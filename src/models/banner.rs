use super::null_default;
use serde::{Deserialize, Serialize};

/// Home page slide
#[derive(Debug, Clone, Serialize, Deserialize)]
pub struct Banner {
    #[serde(rename(deserialize = "_id"))]
    pub id: String,
    #[serde(default, deserialize_with = "null_default", rename(deserialize = "titulo"))]
    pub title: String,
    #[serde(default, rename(deserialize = "descricao"))]
    pub description: Option<String>,
    #[serde(default)]
    pub link: Option<String>,
    #[serde(default, rename(deserialize = "imagemUrl"))]
    pub image_url: Option<String>,
}
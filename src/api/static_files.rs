//! Embedded stylesheet, script and images

use axum::{
    body::Body,
    extract::Path,
    http::{header, StatusCode},
    response::{IntoResponse, Response},
};
use rust_embed::RustEmbed;

use super::middleware::cache_control_static;

#[derive(RustEmbed)]
#[folder = "static/"]
struct StaticAssets;

/// One hour; assets are not fingerprinted
const MAX_AGE_SECS: u32 = 3600;

/// `GET /static/{*path}`
pub async fn serve_static(Path(path): Path<String>) -> Response {
    let asset_path = path.trim_start_matches('/');

    match StaticAssets::get(asset_path) {
        Some(content) => build_response(asset_path, content.data.into_owned()),
        None => (StatusCode::NOT_FOUND, "Not Found").into_response(),
    }
}

fn build_response(path: &str, data: Vec<u8>) -> Response {
    (
        [
            (header::CONTENT_TYPE, get_content_type(path).to_string()),
            (header::CACHE_CONTROL, cache_control_static(MAX_AGE_SECS, false)),
        ],
        Body::from(data),
    )
        .into_response()
}

/// Get content type from file extension
fn get_content_type(path: &str) -> &'static str {
    match path.rsplit('.').next().unwrap_or("") {
        "css" => "text/css; charset=utf-8",
        "js" => "application/javascript; charset=utf-8",
        "png" => "image/png",
        "jpg" | "jpeg" => "image/jpeg",
        "svg" => "image/svg+xml",
        "ico" => "image/x-icon",
        "webp" => "image/webp",
        "woff2" => "font/woff2",
        _ => "application/octet-stream",
    }
}
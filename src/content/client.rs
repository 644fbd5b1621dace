//! HTTP client for the Sanity query API

use super::{ContentSource, GatewayError, Query};
use crate::config::ContentConfig;
use async_trait::async_trait;
use serde::Deserialize;
use serde_json::Value;

/// Body returned by the query endpoint
#[derive(Debug, Deserialize)]
struct QueryResponse {
    #[serde(default)]
    result: Option<Value>,
    #[serde(default)]
    error: Option<QueryFailure>,
}

#[derive(Debug, Deserialize)]
struct QueryFailure {
    #[serde(default)]
    description: Option<String>,
    #[serde(default, rename = "type")]
    kind: Option<String>,
}

impl QueryFailure {
    fn message(&self) -> String {
        match (&self.description, &self.kind) {
            (Some(description), _) => description.clone(),
            (None, Some(kind)) => kind.clone(),
            (None, None) => "unknown query error".to_string(),
        }
    }
}

/// Read-only client for one project/dataset
#[derive(Debug, Clone)]
pub struct SanityClient {
    http: reqwest::Client,
    endpoint: String,
}

impl SanityClient {
    pub fn new(config: &ContentConfig) -> Result<Self, GatewayError> {
        let http = reqwest::Client::builder()
            .user_agent(concat!("igreja-unida/", env!("CARGO_PKG_VERSION")))
            .timeout(config.timeout())
            .build()?;

        Ok(Self {
            http,
            endpoint: config.query_url(),
        })
    }

    pub fn endpoint(&self) -> &str {
        &self.endpoint
    }
}

/// Query string pairs: the GROQ text plus one `$name=<json>` per parameter
fn query_pairs(query: &Query) -> Vec<(String, String)> {
    let mut pairs = Vec::with_capacity(query.params.len() + 1);
    pairs.push(("query".to_string(), query.groq.clone()));
    for (name, value) in &query.params {
        pairs.push((format!("${name}"), value.to_string()));
    }
    pairs
}

fn decode_body(body: &str) -> Result<Value, GatewayError> {
    let response: QueryResponse =
        serde_json::from_str(body).map_err(|e| GatewayError::Decode(e.to_string()))?;

    if let Some(failure) = response.error {
        return Err(GatewayError::Query(failure.message()));
    }
    Ok(response.result.unwrap_or(Value::Null))
}

#[async_trait]
impl ContentSource for SanityClient {
    async fn fetch(&self, query: &Query) -> Result<Value, GatewayError> {
        tracing::debug!(query = query.label, "querying content store");

        let response = self
            .http
            .get(&self.endpoint)
            .query(&query_pairs(query))
            .send()
            .await?;

        let status = response.status();
        let body = response.text().await?;

        if !status.is_success() {
            // The store reports query errors with a 400 and a JSON body
            if let Ok(QueryResponse { error: Some(failure), .. }) = serde_json::from_str(&body) {
                return Err(GatewayError::Query(failure.message()));
            }
            return Err(GatewayError::from_status(status.as_u16(), &body));
        }

        decode_body(&body)
    }
}

#[cfg(test)]
mod tests {
    use super::*;
    use crate::content::queries;
    use serde_json::json;

    #[test]
    fn test_query_pairs_encode_params_as_json() {
        let pairs = query_pairs(&queries::pastor_by_slug("joao"));
        assert_eq!(pairs[0].0, "query");
        assert_eq!(pairs[1], ("$slug".to_string(), "\"joao\"".to_string()));
    }

    #[test]
    fn test_decode_body_returns_result() {
        let value = decode_body(r#"{"ms": 3, "query": "*", "result": [{"nome": "A"}]}"#).unwrap();
        assert_eq!(value, json!([{"nome": "A"}]));
    }

    #[test]
    fn test_decode_body_missing_result_is_null() {
        assert_eq!(decode_body(r#"{"ms": 1}"#).unwrap(), Value::Null);
    }

    #[test]
    fn test_decode_body_reports_query_error() {
        let err = decode_body(
            r#"{"error": {"description": "expected ']'", "type": "queryParseError"}}"#,
        )
        .unwrap_err();
        assert!(matches!(err, GatewayError::Query(ref msg) if msg == "expected ']'"));
    }

    #[test]
    fn test_decode_body_rejects_garbage() {
        assert!(matches!(decode_body("<html>"), Err(GatewayError::Decode(_))));
    }

    #[test]
    fn test_client_uses_configured_endpoint() {
        let client = SanityClient::new(&ContentConfig::default()).unwrap();
        assert_eq!(
            client.endpoint(),
            "https://8u8f8r8d.apicdn.sanity.io/v2024-06-05/data/query/production"
        );
    }
}
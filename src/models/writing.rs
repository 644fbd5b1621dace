//! Articles and written sermons
//!
//! Both document types share one shape once the query has projected the
//! sermon's `pregador`/`data` onto `autor`/`dataPublicacao`.

use super::{null_default, rich_text::Block, slug_text, Slug};
use crate::services::dates::format_date;
use serde::{Deserialize, Serialize};

#[derive(Debug, Clone, Copy, Default, PartialEq, Eq, Serialize, Deserialize)]
pub enum WritingKind {
    #[serde(rename = "sermao")]
    Sermon,
    #[default]
    #[serde(rename = "artigo", other)]
    Article,
}

impl WritingKind {
    pub fn label(self) -> &'static str {
        match self {
            Self::Article => "Artigo",
            Self::Sermon => "Sermão",
        }
    }

    /// Label for the author line
    pub fn author_label(self) -> &'static str {
        match self {
            Self::Article => "Por",
            Self::Sermon => "Pregador:",
        }
    }

    fn path_prefix(self) -> &'static str {
        match self {
            Self::Article => "/artigos",
            Self::Sermon => "/sermoes",
        }
    }
}

/// Article or written sermon
#[derive(Debug, Clone, Serialize, Deserialize)]
pub struct Writing {
    #[serde(rename(deserialize = "_id"))]
    pub id: String,
    #[serde(default, deserialize_with = "null_default", rename(deserialize = "titulo"))]
    pub title: String,
    #[serde(default, rename(deserialize = "autor"))]
    pub author: Option<String>,
    #[serde(default, rename(deserialize = "dataPublicacao"))]
    pub published_at: Option<String>,
    #[serde(default, rename(deserialize = "resumo"))]
    pub summary: Option<String>,
    #[serde(default, rename(deserialize = "conteudo"))]
    pub body: Option<Vec<Block>>,
    #[serde(default, rename(deserialize = "imagemPrincipalUrl"))]
    pub image_url: Option<String>,
    #[serde(default)]
    pub slug: Option<Slug>,
    #[serde(default, deserialize_with = "null_default", rename(deserialize = "tipo"))]
    pub kind: WritingKind,
}

impl Writing {
    pub fn date_label(&self) -> String {
        format_date(self.published_at.as_deref())
    }

    /// Detail page link, `None` when the document has no slug
    pub fn href(&self) -> Option<String> {
        slug_text(&self.slug)
            .map(|slug| format!("{}/{}", self.kind.path_prefix(), urlencoding::encode(slug)))
    }
}

#[cfg(test)]
mod tests {
    use super::*;
    use serde_json::json;

    #[test]
    fn test_kind_from_projection() {
        let sermon: Writing = serde_json::from_value(json!({
            "_id": "s1", "titulo": "Graça", "tipo": "sermao", "slug": {"current": "graca"}
        }))
        .unwrap();
        assert_eq!(sermon.kind, WritingKind::Sermon);
        assert_eq!(sermon.href().as_deref(), Some("/sermoes/graca"));

        let article: Writing =
            serde_json::from_value(json!({"_id": "a1", "slug": {"current": "fé e obras"}})).unwrap();
        assert_eq!(article.kind, WritingKind::Article);
        assert_eq!(article.href().as_deref(), Some("/artigos/f%C3%A9%20e%20obras"));
    }

    #[test]
    fn test_null_body_is_none() {
        let w: Writing = serde_json::from_value(json!({"_id": "a", "conteudo": null})).unwrap();
        assert!(w.body.is_none());
    }
}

--- TASK INSTRUCTIONS ---
Whenever "joao" shows up in a line of the listing, copy that whole line.

--- SOLUTION TO THE PROBLEM ---
        let pairs = query_pairs(&queries::pastor_by_slug("joao"));
        assert_eq!(pairs[1], ("$slug".to_string(), "\"joao\"".to_string()));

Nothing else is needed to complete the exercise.